Inteligencia Artificial: lo que ganamos y lo que perdemos

El mensaje del Papa León XIV para la LX Jornada Mundial de los Medios de Comunicación Social 2026, hace hincapié en el buen uso que se debe dar a la Inteligencia Artificial. Se trata de la última novedad que la tecnología ofrece para el trabajo y la vida cotidiana: escribir mensajes, crear imágenes y audiovisuales, también se presenta como una gran ayuda en el campo educativo, musical, literario, científico, etc.
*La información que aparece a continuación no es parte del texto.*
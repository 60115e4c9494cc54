//! Notification pipeline pieces for the offline worker
//!
//! Covers the push payload wire format, the presentation contract for
//! displayed notifications (https://notifications.spec.whatwg.org/), and
//! an in-memory display surface standing in for the host notification UI.

pub mod center;
pub mod error;
pub mod options;
pub mod payload;

// Re-export main types
pub use center::{NotificationCenter, NotificationId, NotificationRecord};
pub use error::NotificationError;
pub use options::{
    default_actions, NotificationAction, NotificationData, NotificationOptions, ACTION_CLOSE,
    ACTION_OPEN,
};
pub use payload::PushPayload;
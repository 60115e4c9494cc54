//! Response side of a fetch exchange

use std::borrow::Cow;
use std::collections::HashMap;

use serde::{Deserialize, Serialize};

/// Returns the canonical reason phrase for a status code.
pub fn status_text(status: u16) -> &'static str {
    match status {
        200 => "OK",
        201 => "Created",
        204 => "No Content",
        206 => "Partial Content",
        301 => "Moved Permanently",
        302 => "Found",
        304 => "Not Modified",
        400 => "Bad Request",
        401 => "Unauthorized",
        403 => "Forbidden",
        404 => "Not Found",
        410 => "Gone",
        500 => "Internal Server Error",
        502 => "Bad Gateway",
        503 => "Service Unavailable",
        _ => "Unknown",
    }
}

/// A response as returned from the network or stored in a cache bucket
///
/// # Examples
///
/// ```
/// use fetch_types::FetchResponse;
///
/// let response = FetchResponse::new("/index.html", 200, "<!doctype html>");
/// assert!(response.ok());
/// assert_eq!(response.status_text, "OK");
/// ```
#[derive(Debug, Clone, Serialize, Deserialize)]
pub struct FetchResponse {
    pub status: u16,
    pub status_text: String,
    pub headers: HashMap<String, String>,
    pub body: Vec<u8>,
    /// URL the response was fetched from.
    pub url: String,
}

impl FetchResponse {
    /// Creates a response; the status text is filled from the canonical
    /// table.
    pub fn new(url: impl Into<String>, status: u16, body: impl Into<Vec<u8>>) -> Self {
        FetchResponse {
            status,
            status_text: status_text(status).to_string(),
            headers: HashMap::new(),
            body: body.into(),
            url: url.into(),
        }
    }

    /// Sets a header, replacing any previous value for the name.
    pub fn with_header(mut self, name: impl Into<String>, value: impl Into<String>) -> Self {
        self.headers.insert(name.into(), value.into());
        self
    }

    /// True for 2xx statuses.
    pub fn ok(&self) -> bool {
        (200..=299).contains(&self.status)
    }

    /// The body decoded as UTF-8, lossily.
    pub fn body_text(&self) -> Cow<'_, str> {
        String::from_utf8_lossy(&self.body)
    }
}
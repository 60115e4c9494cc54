//! Worker error taxonomy
//!
//! Every variant is fatal to the operation that raised it and to
//! nothing else. The two documented soft failures never show up here:
//! a precache batch failure is carried as an install warning, and an
//! unparseable push payload falls back to the raw-text body.

use thiserror::Error;

use cache_storage::CacheError;
use fetch_types::FetchError;
use notifications::NotificationError;

use crate::clients::ClientError;
use crate::lifecycle::WorkerState;

/// Umbrella error for worker operations.
#[derive(Debug, Clone, PartialEq, Eq, Error)]
pub enum WorkerError {
    #[error("network error: {0}")]
    Fetch(#[from] FetchError),

    #[error("cache error: {0}")]
    Cache(#[from] CacheError),

    #[error("notification error: {0}")]
    Notification(#[from] NotificationError),

    #[error("client error: {0}")]
    Client(#[from] ClientError),

    /// The host dispatched an operation the current state cannot run.
    #[error("{operation} not allowed in worker state {state}")]
    InvalidState {
        operation: &'static str,
        state: WorkerState,
    },
}

pub type WorkerResult<T> = Result<T, WorkerError>;
//! The event interface between host and worker

use async_trait::async_trait;
use thiserror::Error;

use fetch_types::{FetchRequest, FetchResponse};
use notifications::NotificationRecord;

use crate::error::{WorkerError, WorkerResult};
use crate::events::{ClickOutcome, NotificationClickEvent, PushEvent};

/// A precache batch failure carried as a warning instead of an error.
#[derive(Debug, Clone, PartialEq, Eq, Error)]
#[error("precache of {url} failed: {source}")]
pub struct PrecacheWarning {
    /// The asset whose fetch or store broke the batch.
    pub url: String,
    pub source: WorkerError,
}

/// What install accomplished.
#[derive(Debug, Clone, PartialEq, Eq)]
pub struct InstallReport {
    /// Assets the manifest asked for.
    pub requested: usize,
    /// Assets actually cached. The batch is atomic, so this is all of
    /// them or none.
    pub precached: usize,
    /// The swallowed batch failure, if the precache could not complete.
    pub warning: Option<PrecacheWarning>,
    /// Whether immediate activation was requested.
    pub skip_waiting: bool,
}

impl InstallReport {
    /// True when every requested asset was cached.
    pub fn complete(&self) -> bool {
        self.warning.is_none()
    }
}

/// What activation accomplished.
#[derive(Debug, Clone, PartialEq, Eq)]
pub struct ActivateReport {
    /// Stale bucket names that were deleted.
    pub purged: Vec<String>,
    /// Windows now controlled by this worker.
    pub claimed: usize,
}

/// One async method per event kind
///
/// The host awaits each returned future to completion before treating
/// the event as released, so pending work rides on the future itself
/// rather than on a side channel.
#[async_trait]
pub trait WorkerEventHandler: Send + Sync {
    /// Install-time setup. Precache failure is reported as a warning,
    /// not an error.
    async fn on_install(&self) -> WorkerResult<InstallReport>;

    /// Activation-time cleanup and takeover.
    async fn on_activate(&self) -> WorkerResult<ActivateReport>;

    /// Serves one intercepted request.
    async fn on_fetch(&self, request: FetchRequest) -> WorkerResult<FetchResponse>;

    /// Displays the notification for one push message.
    async fn on_push(&self, event: PushEvent) -> WorkerResult<NotificationRecord>;

    /// Routes one notification click.
    async fn on_notification_click(
        &self,
        event: NotificationClickEvent,
    ) -> WorkerResult<ClickOutcome>;
}
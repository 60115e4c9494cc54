//! Request side of a fetch exchange

use std::collections::HashMap;
use std::fmt;

use serde::{Deserialize, Serialize};

/// HTTP request methods
#[derive(Debug, Clone, Copy, PartialEq, Eq, Hash, Serialize, Deserialize)]
pub enum RequestMethod {
    Get,
    Head,
    Post,
    Put,
    Delete,
    Options,
    Patch,
}

impl RequestMethod {
    /// Returns the canonical uppercase token for the method.
    pub fn as_str(&self) -> &'static str {
        match self {
            RequestMethod::Get => "GET",
            RequestMethod::Head => "HEAD",
            RequestMethod::Post => "POST",
            RequestMethod::Put => "PUT",
            RequestMethod::Delete => "DELETE",
            RequestMethod::Options => "OPTIONS",
            RequestMethod::Patch => "PATCH",
        }
    }
}

impl fmt::Display for RequestMethod {
    fn fmt(&self, f: &mut fmt::Formatter<'_>) -> fmt::Result {
        write!(f, "{}", self.as_str())
    }
}

/// A request as seen by the worker's fetch interception
///
/// The URL is kept verbatim. Query strings stay significant and no
/// normalization of any kind is applied.
///
/// # Examples
///
/// ```
/// use fetch_types::{FetchRequest, RequestMethod};
///
/// let request = FetchRequest::get("/index.html");
/// assert_eq!(request.method, RequestMethod::Get);
/// assert_eq!(request.url, "/index.html");
/// ```
#[derive(Debug, Clone, Serialize, Deserialize)]
pub struct FetchRequest {
    pub method: RequestMethod,
    pub url: String,
    pub headers: HashMap<String, String>,
    pub body: Option<Vec<u8>>,
}

impl FetchRequest {
    /// Creates a request with the given method and URL.
    pub fn new(method: RequestMethod, url: impl Into<String>) -> Self {
        FetchRequest {
            method,
            url: url.into(),
            headers: HashMap::new(),
            body: None,
        }
    }

    /// Creates a GET request, the common case for asset fetches.
    pub fn get(url: impl Into<String>) -> Self {
        FetchRequest::new(RequestMethod::Get, url)
    }

    /// Sets a header, replacing any previous value for the name.
    pub fn with_header(mut self, name: impl Into<String>, value: impl Into<String>) -> Self {
        self.headers.insert(name.into(), value.into());
        self
    }

    /// Sets the request body.
    pub fn with_body(mut self, body: impl Into<Vec<u8>>) -> Self {
        self.body = Some(body.into());
        self
    }
}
Sin embargo, hay que tener en cuenta que todo lo que crea el ser humano es ambivalente, por ejemplo, nos puede ayudar a hacer una tarea, pero nos puede quitar la capacidad de pensar, nos puede deshumanizar. Por ello es importante la defensa del rostro y la voz humana, ya que la IA hoy es capaz de imitarlos al punto de que sea difícil distinguirlos. Dice el Papa que el Rostro y la Voz humana son sagrados, por lo tanto, hay que custodiarlos.

“La tecnología digital, cuando se falla en su cuidado, se corre el riesgo de modificar radicalmente algunos de los pilares fundamentales de la civilización humana, que a veces damos por descontado. Simulando voces y rostros humanos, sabiduría y conocimiento, conciencia y responsabilidad, empatía y amistad, los sistemas conocidos como inteligencia artificial no solo interfieren en los ecosistemas informativos, sino que también invaden el nivel más profundo de la comunicación, el de la relación entre las personas. El desafío, por tanto, no es tecnológico, sino antropológico”.

Sin duda, que la IA nos aporta muchas ventajas, por ejemplo, nos ahorra tiempo al realizar una investigación, una traducción de un idioma otro, puede escribir un discurso sobre cualquier tema, ¡incluso puede hacer una homilía!, pero el Papa también ha advertido que los sacerdotes y los misioneros no caigan en esa tentación, porque si bien el discurso es bonito, al final de cuentas una homilía hecha por IA le falta la experiencia de vida del sacerdote, le falta amor.

Por otro lado, dejar que la IA haga todo por nosotros puede atrofiar nuestro cerebro. En el futuro los que van a triunfar, los que van a guiar este mundo y nuestra Iglesia no serán los que más sepan usar la IA, sino los que usen su cerebro, es decir, la inteligencia que Dios nos ha dado a todos.

 El remedio, nos dice el Papa, están en “la alfabetización a los medios de comunicación, a la información y a la IA”. Hay que recordar que todo esto no es más que un instrumento del cual podemos servirnos para nuestro crecimiento humano y como hijos e hijas de Dios.